• **Saved data entries**:
•••

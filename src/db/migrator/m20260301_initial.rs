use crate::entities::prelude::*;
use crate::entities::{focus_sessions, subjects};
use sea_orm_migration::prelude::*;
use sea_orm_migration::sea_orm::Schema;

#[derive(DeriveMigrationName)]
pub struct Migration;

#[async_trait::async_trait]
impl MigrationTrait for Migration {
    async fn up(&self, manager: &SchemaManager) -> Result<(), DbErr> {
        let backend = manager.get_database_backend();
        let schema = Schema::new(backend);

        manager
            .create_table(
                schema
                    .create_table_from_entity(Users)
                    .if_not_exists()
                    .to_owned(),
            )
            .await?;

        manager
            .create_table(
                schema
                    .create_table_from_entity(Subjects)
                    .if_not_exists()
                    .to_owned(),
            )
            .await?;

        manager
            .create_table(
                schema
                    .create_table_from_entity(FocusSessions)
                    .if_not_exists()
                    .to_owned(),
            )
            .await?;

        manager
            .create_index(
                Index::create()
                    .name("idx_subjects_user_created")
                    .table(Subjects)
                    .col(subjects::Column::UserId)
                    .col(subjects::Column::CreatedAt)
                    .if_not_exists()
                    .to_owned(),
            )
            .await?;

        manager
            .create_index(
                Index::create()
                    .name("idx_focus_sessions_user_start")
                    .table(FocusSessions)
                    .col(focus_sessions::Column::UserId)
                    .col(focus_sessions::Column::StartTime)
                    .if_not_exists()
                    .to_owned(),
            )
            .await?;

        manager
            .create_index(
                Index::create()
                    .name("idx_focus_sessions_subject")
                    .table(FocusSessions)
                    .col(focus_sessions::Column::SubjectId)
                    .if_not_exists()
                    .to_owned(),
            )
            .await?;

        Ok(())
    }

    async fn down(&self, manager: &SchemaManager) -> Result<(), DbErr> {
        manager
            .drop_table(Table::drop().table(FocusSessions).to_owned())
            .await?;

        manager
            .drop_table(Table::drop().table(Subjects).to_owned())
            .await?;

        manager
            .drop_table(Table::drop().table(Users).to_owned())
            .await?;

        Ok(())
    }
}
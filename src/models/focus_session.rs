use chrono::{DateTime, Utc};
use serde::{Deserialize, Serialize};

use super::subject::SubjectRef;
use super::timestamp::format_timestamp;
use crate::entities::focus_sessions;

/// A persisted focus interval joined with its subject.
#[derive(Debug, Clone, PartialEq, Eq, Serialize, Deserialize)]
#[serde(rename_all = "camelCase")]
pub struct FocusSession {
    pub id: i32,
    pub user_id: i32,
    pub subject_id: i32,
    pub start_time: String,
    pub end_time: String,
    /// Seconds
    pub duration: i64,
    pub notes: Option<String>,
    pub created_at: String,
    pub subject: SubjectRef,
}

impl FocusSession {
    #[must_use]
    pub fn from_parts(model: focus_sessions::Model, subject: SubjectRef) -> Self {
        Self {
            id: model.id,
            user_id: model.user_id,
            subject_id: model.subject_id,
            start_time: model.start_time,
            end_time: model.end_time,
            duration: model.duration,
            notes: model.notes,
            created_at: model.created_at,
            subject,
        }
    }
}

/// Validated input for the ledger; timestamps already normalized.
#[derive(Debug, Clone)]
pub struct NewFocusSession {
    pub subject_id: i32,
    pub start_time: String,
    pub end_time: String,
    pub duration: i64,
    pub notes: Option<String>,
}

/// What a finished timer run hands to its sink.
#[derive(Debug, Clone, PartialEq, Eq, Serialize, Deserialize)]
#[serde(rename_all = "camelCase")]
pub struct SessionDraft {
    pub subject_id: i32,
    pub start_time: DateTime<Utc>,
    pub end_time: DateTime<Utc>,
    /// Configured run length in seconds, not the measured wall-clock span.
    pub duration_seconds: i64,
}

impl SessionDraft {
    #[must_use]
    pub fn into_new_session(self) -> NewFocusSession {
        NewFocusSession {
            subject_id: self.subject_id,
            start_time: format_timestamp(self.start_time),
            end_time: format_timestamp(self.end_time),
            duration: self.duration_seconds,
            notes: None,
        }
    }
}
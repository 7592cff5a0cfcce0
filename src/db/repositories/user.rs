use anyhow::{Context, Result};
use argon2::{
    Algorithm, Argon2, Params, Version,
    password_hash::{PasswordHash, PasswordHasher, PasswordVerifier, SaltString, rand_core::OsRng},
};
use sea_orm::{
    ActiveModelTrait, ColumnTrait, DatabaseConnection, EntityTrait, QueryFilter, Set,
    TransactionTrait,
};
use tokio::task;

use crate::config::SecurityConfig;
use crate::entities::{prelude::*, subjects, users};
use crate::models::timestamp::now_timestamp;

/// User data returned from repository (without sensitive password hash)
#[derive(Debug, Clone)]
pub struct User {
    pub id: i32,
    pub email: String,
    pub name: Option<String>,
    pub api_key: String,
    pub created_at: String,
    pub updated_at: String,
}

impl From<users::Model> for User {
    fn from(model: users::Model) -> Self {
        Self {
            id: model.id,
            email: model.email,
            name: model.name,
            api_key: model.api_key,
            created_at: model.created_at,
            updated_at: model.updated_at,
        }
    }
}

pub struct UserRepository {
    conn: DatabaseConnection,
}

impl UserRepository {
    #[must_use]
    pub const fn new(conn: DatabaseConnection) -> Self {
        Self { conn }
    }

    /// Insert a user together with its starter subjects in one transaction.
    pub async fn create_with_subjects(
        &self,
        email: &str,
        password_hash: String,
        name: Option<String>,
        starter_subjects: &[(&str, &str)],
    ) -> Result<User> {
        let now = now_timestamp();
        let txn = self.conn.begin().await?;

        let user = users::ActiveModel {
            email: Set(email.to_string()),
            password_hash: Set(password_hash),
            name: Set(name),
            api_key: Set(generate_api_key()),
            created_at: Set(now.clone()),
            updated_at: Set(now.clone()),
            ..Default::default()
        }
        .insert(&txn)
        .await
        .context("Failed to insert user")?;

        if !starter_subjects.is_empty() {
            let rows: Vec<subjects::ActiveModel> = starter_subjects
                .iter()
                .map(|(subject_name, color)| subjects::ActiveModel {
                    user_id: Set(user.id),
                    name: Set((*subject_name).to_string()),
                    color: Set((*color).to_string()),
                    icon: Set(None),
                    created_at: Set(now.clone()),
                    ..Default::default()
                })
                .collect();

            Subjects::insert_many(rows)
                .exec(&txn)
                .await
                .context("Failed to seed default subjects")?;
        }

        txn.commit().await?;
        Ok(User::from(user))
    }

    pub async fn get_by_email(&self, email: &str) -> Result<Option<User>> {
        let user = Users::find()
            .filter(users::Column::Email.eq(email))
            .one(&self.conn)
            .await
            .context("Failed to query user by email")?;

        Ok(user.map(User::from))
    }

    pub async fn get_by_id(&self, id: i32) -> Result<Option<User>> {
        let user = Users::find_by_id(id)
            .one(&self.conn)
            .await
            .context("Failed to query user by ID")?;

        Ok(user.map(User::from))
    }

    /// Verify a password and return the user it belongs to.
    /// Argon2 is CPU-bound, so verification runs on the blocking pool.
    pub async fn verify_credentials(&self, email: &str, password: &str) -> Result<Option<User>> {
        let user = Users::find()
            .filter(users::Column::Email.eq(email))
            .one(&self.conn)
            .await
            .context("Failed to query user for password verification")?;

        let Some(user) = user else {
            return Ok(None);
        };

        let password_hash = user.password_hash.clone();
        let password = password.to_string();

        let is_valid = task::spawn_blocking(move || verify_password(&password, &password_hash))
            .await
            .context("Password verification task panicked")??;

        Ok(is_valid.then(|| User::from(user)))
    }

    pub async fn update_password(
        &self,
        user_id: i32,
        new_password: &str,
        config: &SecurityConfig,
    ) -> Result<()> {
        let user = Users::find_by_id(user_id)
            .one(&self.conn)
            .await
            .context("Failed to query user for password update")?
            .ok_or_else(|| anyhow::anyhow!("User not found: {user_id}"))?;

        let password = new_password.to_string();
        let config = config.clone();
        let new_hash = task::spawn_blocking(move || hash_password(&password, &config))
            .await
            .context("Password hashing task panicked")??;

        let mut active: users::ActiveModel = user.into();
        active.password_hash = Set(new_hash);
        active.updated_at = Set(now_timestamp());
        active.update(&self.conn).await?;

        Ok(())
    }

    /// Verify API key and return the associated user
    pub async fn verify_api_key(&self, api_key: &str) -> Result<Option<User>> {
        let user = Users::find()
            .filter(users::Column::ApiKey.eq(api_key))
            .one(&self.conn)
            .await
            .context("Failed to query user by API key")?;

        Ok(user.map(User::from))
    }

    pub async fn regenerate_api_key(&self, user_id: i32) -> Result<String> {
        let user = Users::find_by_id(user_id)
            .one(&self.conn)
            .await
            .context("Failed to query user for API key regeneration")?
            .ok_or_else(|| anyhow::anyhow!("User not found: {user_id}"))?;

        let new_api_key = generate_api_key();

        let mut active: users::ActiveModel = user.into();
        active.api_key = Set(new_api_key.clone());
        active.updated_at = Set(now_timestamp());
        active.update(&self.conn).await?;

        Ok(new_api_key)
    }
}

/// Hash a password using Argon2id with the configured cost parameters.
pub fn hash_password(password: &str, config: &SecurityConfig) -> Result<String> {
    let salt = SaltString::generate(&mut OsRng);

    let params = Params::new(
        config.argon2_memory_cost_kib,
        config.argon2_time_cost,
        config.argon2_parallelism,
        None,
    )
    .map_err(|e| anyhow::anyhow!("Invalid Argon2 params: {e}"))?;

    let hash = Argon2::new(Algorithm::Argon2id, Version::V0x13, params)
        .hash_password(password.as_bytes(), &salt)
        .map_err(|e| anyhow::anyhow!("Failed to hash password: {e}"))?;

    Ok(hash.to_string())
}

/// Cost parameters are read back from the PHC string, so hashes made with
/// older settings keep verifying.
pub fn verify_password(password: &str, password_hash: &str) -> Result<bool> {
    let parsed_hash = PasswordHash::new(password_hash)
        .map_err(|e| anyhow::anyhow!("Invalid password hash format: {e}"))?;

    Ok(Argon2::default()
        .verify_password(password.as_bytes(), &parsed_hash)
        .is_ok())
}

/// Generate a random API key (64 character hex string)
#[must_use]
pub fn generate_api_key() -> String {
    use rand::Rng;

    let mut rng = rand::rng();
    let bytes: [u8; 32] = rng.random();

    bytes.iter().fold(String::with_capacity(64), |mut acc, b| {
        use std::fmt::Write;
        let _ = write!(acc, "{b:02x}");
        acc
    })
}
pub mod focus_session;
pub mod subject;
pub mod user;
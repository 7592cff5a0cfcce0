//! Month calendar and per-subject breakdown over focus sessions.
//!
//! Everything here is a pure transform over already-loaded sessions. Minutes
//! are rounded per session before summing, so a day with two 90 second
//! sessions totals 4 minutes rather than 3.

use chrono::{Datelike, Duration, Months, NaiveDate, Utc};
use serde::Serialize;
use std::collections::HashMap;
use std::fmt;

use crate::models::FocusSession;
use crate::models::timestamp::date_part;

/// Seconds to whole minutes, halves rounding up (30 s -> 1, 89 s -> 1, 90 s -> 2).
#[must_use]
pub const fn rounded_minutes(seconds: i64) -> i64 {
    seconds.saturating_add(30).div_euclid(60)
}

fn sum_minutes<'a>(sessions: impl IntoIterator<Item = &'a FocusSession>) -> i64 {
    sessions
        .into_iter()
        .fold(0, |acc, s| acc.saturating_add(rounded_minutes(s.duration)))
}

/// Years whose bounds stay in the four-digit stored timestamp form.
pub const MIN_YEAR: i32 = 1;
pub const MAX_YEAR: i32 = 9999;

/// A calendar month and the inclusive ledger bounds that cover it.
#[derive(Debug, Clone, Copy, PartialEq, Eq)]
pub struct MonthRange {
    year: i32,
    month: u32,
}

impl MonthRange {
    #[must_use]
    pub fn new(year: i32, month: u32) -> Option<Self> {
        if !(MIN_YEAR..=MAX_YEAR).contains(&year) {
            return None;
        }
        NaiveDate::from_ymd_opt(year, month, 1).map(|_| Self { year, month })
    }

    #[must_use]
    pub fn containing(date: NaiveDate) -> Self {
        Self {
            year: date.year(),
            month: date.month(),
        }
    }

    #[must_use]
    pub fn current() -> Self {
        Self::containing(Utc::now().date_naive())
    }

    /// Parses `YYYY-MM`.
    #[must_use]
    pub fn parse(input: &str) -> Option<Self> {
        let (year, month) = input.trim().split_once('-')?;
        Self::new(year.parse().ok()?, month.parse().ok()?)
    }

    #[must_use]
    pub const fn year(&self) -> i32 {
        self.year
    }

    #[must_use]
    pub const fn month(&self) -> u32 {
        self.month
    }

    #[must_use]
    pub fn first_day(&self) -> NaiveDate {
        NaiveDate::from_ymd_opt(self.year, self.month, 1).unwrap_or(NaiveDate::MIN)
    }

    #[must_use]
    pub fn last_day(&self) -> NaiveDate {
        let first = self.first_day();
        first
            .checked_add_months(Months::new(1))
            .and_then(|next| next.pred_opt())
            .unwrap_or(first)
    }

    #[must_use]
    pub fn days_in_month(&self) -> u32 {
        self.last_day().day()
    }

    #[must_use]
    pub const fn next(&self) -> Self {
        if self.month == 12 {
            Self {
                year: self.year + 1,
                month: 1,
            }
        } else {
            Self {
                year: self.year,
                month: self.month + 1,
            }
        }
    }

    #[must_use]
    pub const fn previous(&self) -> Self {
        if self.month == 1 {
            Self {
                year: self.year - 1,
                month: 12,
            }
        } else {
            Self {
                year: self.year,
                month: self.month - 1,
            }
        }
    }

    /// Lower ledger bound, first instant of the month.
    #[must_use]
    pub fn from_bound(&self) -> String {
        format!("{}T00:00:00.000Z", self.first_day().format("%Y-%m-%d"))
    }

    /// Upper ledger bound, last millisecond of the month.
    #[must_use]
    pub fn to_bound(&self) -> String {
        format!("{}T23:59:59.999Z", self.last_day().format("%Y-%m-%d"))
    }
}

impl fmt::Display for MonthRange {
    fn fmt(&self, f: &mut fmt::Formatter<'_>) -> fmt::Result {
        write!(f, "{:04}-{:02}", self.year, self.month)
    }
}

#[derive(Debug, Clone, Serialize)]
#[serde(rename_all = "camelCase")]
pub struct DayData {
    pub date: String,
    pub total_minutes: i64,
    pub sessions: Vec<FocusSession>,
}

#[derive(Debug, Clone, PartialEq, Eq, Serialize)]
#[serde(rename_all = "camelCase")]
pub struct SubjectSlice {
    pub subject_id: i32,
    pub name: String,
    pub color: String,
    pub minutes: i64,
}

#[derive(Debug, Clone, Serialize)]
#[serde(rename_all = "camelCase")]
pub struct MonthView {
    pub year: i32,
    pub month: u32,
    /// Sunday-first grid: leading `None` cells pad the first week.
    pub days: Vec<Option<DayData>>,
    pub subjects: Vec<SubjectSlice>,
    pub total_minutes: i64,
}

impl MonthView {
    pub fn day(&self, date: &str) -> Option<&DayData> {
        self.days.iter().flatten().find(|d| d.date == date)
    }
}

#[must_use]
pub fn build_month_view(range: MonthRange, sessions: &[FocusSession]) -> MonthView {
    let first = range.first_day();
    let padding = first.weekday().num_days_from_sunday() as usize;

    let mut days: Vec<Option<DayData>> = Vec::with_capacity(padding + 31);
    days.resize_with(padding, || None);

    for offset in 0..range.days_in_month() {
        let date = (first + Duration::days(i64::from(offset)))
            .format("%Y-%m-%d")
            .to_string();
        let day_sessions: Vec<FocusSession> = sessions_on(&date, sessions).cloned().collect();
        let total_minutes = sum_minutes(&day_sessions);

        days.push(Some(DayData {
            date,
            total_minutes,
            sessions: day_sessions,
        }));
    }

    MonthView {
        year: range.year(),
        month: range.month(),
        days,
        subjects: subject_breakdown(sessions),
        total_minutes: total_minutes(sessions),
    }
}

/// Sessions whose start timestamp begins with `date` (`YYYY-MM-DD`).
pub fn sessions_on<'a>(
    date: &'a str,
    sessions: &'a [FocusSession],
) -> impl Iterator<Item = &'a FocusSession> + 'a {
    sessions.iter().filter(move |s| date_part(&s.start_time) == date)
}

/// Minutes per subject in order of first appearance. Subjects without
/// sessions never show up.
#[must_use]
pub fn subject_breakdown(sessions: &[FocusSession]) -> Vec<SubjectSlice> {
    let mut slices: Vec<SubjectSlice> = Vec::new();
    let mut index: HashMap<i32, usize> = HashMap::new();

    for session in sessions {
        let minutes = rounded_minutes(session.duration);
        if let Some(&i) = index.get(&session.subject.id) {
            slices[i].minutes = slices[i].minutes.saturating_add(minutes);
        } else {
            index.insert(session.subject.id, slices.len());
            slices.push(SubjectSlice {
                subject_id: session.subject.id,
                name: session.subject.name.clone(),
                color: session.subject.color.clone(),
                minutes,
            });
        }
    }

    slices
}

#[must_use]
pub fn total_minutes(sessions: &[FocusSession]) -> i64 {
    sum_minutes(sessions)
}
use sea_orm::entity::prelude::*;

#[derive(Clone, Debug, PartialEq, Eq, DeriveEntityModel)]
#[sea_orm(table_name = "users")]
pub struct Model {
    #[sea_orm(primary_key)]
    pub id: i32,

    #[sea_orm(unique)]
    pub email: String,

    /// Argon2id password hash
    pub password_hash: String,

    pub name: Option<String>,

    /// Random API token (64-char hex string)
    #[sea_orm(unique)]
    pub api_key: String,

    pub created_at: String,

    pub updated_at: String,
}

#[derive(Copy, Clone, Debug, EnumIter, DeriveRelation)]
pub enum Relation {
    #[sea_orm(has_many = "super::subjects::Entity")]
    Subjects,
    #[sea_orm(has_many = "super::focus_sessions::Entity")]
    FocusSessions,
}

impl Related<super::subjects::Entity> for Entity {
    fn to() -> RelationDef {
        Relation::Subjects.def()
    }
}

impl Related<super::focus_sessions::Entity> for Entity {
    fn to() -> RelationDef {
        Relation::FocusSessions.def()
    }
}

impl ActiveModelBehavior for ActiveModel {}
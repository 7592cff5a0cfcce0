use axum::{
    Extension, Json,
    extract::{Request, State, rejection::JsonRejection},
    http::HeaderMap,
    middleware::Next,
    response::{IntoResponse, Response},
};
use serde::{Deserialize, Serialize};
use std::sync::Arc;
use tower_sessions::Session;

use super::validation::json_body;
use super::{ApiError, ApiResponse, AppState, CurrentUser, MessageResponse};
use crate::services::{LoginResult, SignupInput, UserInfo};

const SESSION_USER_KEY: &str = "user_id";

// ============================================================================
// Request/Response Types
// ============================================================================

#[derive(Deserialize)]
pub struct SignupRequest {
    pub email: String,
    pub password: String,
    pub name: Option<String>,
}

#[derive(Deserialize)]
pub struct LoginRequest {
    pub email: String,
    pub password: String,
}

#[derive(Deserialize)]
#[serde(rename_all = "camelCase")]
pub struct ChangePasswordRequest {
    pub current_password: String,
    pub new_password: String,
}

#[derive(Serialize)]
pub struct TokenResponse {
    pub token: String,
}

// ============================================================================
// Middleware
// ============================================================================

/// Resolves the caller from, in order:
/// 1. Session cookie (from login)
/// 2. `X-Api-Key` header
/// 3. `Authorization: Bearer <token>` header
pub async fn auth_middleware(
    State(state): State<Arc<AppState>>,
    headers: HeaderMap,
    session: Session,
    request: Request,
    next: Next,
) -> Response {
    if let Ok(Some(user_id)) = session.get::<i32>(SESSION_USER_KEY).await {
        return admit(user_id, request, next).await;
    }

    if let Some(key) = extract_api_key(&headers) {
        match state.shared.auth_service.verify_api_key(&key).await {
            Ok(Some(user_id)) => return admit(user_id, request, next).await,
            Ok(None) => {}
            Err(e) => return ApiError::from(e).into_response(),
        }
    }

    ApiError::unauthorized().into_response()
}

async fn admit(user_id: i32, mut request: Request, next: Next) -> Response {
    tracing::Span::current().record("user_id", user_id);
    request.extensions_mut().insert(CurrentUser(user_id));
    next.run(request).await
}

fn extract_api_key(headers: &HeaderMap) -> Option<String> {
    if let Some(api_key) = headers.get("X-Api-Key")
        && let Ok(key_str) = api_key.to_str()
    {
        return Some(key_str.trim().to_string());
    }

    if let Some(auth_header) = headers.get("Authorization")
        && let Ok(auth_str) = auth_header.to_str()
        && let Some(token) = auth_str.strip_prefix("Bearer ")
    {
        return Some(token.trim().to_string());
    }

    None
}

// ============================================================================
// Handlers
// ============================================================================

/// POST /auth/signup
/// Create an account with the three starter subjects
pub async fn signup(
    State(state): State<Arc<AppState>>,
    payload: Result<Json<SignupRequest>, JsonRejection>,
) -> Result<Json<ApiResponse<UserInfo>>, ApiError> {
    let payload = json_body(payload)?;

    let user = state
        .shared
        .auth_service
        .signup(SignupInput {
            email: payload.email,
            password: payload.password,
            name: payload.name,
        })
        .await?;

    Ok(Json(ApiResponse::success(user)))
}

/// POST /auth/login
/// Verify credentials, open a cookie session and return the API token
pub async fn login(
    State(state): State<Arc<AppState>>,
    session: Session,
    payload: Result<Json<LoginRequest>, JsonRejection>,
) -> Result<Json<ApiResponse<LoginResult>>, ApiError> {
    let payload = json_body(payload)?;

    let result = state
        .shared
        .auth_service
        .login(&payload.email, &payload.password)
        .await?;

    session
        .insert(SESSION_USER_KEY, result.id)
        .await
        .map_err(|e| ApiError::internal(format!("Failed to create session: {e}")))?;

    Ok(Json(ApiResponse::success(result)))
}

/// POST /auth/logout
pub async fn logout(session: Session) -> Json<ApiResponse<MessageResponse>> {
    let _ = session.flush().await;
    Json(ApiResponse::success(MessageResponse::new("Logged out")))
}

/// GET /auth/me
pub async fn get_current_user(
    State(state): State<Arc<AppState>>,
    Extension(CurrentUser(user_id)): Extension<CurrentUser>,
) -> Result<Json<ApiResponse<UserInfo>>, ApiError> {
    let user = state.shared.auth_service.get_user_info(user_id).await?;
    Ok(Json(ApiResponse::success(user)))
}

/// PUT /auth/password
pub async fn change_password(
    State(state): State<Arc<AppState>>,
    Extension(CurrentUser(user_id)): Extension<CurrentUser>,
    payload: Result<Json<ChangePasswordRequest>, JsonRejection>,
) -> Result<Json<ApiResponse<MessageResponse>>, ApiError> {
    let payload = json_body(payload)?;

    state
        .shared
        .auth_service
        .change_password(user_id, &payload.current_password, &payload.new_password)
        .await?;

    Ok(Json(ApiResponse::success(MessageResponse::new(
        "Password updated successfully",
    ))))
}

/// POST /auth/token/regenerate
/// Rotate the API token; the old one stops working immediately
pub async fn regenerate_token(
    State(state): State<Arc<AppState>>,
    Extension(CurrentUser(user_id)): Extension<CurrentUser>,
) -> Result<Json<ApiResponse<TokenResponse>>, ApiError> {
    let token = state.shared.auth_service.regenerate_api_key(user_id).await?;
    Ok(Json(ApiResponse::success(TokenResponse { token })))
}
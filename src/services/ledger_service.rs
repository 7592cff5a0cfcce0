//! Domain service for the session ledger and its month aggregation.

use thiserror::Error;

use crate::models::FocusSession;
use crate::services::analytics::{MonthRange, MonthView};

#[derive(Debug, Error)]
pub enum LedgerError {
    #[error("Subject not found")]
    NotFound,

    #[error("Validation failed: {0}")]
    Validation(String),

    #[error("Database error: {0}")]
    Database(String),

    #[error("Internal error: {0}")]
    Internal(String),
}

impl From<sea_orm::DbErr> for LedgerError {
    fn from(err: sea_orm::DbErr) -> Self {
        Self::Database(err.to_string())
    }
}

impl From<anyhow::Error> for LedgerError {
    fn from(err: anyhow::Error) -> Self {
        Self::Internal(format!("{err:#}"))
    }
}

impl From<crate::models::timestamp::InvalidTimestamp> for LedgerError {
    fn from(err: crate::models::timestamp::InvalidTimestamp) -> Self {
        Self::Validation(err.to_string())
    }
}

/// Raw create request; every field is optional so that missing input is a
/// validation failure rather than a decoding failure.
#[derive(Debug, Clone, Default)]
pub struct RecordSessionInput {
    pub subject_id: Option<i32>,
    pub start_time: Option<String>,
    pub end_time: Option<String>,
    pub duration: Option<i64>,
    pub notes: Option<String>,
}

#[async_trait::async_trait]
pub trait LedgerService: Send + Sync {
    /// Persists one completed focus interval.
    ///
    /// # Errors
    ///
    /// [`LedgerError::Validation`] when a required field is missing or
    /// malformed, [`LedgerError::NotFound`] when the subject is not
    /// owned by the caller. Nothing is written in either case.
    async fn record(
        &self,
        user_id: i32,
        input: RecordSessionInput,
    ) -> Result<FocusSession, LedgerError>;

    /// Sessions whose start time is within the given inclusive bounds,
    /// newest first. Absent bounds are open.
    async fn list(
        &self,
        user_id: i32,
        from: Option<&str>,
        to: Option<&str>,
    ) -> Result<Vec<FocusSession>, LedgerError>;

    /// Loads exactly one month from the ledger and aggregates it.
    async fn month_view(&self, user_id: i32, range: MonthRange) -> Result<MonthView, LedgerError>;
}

•••

Beginning at the line with "month: self.month +" and stopping after the line with "pub fn to_bound(&self)", please write out every line of the data above exactly and nothing else.

                month: self.month + 1,
            }
        }
    }

    #[must_use]
    pub const fn previous(&self) -> Self {
        if self.month == 1 {
            Self {
                year: self.year - 1,
                month: 12,
            }
        } else {
            Self {
                year: self.year,
                month: self.month - 1,
            }
        }
    }

    /// Lower ledger bound, first instant of the month.
    #[must_use]
    pub fn from_bound(&self) -> String {
        format!("{}T00:00:00.000Z", self.first_day().format("%Y-%m-%d"))
    }

    /// Upper ledger bound, last millisecond of the month.
    #[must_use]
    pub fn to_bound(&self) -> String {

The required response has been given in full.